Stored data entries
+-------+

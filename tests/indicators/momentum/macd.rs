//! Unit tests for the MACD indicator

use stockpit::indicators::momentum::{macd, macd_default};

#[test]
fn macd_insufficient_data() {
    let closes: Vec<f64> = (0..30).map(|i| 100.0 + i as f64).collect();
    assert!(macd_default(&closes).is_none());
}

#[test]
fn macd_constant_series_is_flat() {
    let closes = vec![50.0; 60];
    let value = macd_default(&closes).unwrap();
    assert!(value.macd.abs() < 1e-9);
    assert!(value.signal.abs() < 1e-9);
}

#[test]
fn macd_rising_series_is_bullish() {
    // Fast EMA tracks a rising series closer than the slow one, and the
    // signal line lags the MACD line below
    let closes: Vec<f64> = (0..120).map(|i| 100.0 + i as f64 * 0.5).collect();
    let value = macd_default(&closes).unwrap();
    assert!(value.macd > 0.0);
    assert!(value.macd > value.signal);
}

#[test]
fn macd_falling_series_is_bearish() {
    let closes: Vec<f64> = (0..120).map(|i| 200.0 - i as f64 * 0.5).collect();
    let value = macd_default(&closes).unwrap();
    assert!(value.macd < 0.0);
    assert!(value.macd < value.signal);
}

#[test]
fn macd_custom_periods() {
    let closes: Vec<f64> = (0..40).map(|i| 100.0 + i as f64).collect();
    let value = macd(&closes, 5, 10, 3).unwrap();
    assert!(value.macd.is_finite());
    assert!(value.signal.is_finite());
}
pub mod engine;
pub mod math;

pub mod momentum;
pub mod trend;
pub mod volume;

pub use engine::{IndicatorEngine, MIN_BARS};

+-------+

PROBLEM TO WORK ON »
Which of the lines above contain "signal"? Return them all.

OUTPUT BELOW »
    assert!(value.signal.abs() < 1e-9);
    // signal line lags the MACD line below
    assert!(value.macd > value.signal);
    assert!(value.macd < value.signal);
    assert!(value.signal.is_finite());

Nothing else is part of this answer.